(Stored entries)
++++++++

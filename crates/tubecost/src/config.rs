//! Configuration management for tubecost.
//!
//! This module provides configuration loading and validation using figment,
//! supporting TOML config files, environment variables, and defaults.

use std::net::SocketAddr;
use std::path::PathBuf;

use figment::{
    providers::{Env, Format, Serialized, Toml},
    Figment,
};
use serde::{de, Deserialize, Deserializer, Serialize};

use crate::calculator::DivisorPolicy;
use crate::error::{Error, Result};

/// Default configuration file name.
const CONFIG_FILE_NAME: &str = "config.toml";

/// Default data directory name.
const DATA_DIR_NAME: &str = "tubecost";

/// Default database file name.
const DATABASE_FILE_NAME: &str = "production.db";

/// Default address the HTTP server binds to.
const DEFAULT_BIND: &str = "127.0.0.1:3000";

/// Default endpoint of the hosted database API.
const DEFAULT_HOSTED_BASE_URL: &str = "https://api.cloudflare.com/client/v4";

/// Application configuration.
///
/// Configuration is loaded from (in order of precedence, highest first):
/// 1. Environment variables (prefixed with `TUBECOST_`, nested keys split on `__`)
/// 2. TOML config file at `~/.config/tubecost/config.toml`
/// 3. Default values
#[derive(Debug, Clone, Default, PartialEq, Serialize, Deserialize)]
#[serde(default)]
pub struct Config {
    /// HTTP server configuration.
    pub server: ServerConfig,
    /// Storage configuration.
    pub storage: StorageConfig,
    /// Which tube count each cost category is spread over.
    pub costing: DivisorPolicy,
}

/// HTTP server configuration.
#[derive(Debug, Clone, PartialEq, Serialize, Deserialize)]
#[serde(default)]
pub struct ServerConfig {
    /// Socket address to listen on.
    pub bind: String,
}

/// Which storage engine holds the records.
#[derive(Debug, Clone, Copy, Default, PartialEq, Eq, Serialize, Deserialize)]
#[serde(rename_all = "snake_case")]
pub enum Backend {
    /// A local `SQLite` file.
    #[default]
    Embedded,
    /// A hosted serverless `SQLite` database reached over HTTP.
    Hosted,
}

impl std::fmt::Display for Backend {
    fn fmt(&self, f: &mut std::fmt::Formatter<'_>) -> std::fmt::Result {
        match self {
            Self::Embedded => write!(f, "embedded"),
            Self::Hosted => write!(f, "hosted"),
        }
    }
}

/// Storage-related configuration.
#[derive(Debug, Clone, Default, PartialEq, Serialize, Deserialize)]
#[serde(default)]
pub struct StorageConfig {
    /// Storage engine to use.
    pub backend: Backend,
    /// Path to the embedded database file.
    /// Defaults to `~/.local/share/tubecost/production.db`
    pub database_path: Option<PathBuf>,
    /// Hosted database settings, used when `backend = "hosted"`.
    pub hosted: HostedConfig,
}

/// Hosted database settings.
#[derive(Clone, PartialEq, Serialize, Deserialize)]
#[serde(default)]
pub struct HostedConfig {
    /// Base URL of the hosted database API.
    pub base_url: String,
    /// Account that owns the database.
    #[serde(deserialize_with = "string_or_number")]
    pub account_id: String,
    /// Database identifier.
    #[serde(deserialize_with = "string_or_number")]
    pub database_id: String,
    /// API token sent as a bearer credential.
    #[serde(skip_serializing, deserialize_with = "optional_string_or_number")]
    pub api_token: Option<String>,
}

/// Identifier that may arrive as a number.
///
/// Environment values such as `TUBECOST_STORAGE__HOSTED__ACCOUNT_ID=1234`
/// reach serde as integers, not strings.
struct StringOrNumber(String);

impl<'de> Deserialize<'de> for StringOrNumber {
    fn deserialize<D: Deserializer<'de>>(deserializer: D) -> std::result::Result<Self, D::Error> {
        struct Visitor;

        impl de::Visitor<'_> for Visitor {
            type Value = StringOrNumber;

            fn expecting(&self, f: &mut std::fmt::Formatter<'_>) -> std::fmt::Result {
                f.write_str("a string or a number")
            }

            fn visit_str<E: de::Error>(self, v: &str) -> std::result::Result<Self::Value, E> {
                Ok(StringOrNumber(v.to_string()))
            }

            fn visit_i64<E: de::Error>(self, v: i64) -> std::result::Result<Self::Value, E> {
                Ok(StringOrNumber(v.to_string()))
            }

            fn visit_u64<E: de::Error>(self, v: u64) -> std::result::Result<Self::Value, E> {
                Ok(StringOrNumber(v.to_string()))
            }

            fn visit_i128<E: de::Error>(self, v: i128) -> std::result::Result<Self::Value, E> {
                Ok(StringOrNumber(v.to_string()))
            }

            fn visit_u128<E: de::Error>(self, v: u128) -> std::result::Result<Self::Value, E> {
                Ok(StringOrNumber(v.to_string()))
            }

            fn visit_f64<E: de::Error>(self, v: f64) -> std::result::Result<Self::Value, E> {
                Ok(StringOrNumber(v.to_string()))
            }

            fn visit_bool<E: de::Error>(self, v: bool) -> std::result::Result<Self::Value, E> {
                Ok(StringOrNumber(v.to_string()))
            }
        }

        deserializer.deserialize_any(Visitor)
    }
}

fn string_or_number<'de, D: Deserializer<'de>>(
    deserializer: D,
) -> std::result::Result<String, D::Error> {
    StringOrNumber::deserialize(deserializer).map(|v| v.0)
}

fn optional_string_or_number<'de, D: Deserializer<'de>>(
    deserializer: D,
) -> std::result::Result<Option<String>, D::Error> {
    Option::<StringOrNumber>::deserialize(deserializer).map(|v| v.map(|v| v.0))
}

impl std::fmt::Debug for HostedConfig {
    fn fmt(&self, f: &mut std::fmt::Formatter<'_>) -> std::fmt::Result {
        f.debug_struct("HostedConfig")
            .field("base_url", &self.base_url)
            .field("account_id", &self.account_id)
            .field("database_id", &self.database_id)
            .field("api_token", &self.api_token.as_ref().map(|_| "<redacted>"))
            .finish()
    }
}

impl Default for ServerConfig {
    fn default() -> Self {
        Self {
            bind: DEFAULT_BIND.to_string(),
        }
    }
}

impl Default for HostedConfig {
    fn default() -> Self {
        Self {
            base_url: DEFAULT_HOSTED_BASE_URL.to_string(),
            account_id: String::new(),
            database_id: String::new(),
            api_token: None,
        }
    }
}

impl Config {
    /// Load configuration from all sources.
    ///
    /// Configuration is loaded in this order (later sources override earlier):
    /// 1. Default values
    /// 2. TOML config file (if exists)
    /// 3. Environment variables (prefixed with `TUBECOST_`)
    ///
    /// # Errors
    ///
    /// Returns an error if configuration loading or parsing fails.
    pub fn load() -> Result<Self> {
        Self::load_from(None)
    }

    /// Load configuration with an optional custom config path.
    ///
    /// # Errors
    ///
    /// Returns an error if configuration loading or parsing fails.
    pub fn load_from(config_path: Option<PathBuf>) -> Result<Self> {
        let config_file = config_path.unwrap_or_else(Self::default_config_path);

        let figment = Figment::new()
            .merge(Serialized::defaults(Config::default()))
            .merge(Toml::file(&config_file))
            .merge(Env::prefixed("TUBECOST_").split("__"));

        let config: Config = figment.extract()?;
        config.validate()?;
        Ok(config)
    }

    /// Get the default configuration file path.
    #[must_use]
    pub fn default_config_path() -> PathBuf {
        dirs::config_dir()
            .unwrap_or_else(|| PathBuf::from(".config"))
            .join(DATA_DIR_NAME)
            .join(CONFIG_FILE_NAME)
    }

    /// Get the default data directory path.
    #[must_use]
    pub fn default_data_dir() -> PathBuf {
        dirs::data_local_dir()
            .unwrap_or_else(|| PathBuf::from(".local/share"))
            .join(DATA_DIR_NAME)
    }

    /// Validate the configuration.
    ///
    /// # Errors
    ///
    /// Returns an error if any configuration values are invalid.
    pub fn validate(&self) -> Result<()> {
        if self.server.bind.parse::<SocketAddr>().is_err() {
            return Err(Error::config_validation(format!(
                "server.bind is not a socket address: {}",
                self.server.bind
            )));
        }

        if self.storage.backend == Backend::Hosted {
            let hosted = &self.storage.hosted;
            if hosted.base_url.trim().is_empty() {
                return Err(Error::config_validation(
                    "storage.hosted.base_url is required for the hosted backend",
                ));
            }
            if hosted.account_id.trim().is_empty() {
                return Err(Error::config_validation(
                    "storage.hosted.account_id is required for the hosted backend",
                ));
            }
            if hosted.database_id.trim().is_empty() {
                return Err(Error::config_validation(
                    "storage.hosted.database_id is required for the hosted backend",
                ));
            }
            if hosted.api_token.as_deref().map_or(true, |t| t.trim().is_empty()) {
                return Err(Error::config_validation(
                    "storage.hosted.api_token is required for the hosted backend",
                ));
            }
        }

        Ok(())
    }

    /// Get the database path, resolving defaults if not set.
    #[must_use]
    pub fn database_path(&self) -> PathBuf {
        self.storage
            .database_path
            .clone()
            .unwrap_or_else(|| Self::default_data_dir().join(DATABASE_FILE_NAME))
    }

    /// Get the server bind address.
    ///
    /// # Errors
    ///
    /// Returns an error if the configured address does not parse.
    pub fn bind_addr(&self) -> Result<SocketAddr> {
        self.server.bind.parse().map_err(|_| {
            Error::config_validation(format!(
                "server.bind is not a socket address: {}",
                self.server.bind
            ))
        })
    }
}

++++++++

§ About this exercise
From the very first line of the data through the line with "pub struct ServerConfig" in it, please reproduce each line exactly and output nothing more.

§ Reply to the exercise
filename crates/tubecost/src/config.rs
//! Configuration management for tubecost.
//!
//! This module provides configuration loading and validation using figment,
//! supporting TOML config files, environment variables, and defaults.

use std::net::SocketAddr;
use std::path::PathBuf;

use figment::{
    providers::{Env, Format, Serialized, Toml},
    Figment,
};
use serde::{de, Deserialize, Deserializer, Serialize};

use crate::calculator::DivisorPolicy;
use crate::error::{Error, Result};

/// Default configuration file name.
const CONFIG_FILE_NAME: &str = "config.toml";

/// Default data directory name.
const DATA_DIR_NAME: &str = "tubecost";

/// Default database file name.
const DATABASE_FILE_NAME: &str = "production.db";

/// Default address the HTTP server binds to.
const DEFAULT_BIND: &str = "127.0.0.1:3000";

/// Default endpoint of the hosted database API.
const DEFAULT_HOSTED_BASE_URL: &str = "https://api.cloudflare.com/client/v4";

/// Application configuration.
///
/// Configuration is loaded from (in order of precedence, highest first):
/// 1. Environment variables (prefixed with `TUBECOST_`, nested keys split on `__`)
/// 2. TOML config file at `~/.config/tubecost/config.toml`
/// 3. Default values
#[derive(Debug, Clone, Default, PartialEq, Serialize, Deserialize)]
#[serde(default)]
pub struct Config {
    /// HTTP server configuration.
    pub server: ServerConfig,
    /// Storage configuration.
    pub storage: StorageConfig,
    /// Which tube count each cost category is spread over.
    pub costing: DivisorPolicy,
}

/// HTTP server configuration.
#[derive(Debug, Clone, PartialEq, Serialize, Deserialize)]
#[serde(default)]
pub struct ServerConfig {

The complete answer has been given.